Exercise directions: Examine the data below and state how many lines contain "bool", offering no other words.

Stored data entries:
# # # #
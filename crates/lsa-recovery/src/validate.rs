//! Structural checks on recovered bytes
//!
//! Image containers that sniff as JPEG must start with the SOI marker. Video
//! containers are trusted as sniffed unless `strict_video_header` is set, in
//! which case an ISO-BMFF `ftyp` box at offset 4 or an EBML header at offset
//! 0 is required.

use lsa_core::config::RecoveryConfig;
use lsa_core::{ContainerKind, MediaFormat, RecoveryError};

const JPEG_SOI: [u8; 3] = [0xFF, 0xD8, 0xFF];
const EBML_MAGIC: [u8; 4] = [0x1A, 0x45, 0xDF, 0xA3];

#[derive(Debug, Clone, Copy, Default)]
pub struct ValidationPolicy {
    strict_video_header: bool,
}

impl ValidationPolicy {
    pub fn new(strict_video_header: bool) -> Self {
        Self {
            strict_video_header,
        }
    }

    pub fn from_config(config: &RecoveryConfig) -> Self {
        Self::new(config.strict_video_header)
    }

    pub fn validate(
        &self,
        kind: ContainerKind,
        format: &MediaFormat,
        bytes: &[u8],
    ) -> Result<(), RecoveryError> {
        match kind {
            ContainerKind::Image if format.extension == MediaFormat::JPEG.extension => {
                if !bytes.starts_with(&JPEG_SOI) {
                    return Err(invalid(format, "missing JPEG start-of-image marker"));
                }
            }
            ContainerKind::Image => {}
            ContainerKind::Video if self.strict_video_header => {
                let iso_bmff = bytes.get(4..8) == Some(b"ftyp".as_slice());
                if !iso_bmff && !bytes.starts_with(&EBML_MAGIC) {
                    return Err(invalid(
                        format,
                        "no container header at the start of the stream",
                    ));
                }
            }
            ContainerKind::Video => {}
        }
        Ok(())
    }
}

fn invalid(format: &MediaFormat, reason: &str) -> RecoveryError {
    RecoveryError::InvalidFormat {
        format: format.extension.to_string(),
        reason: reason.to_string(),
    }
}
# # # #
Task answer: 2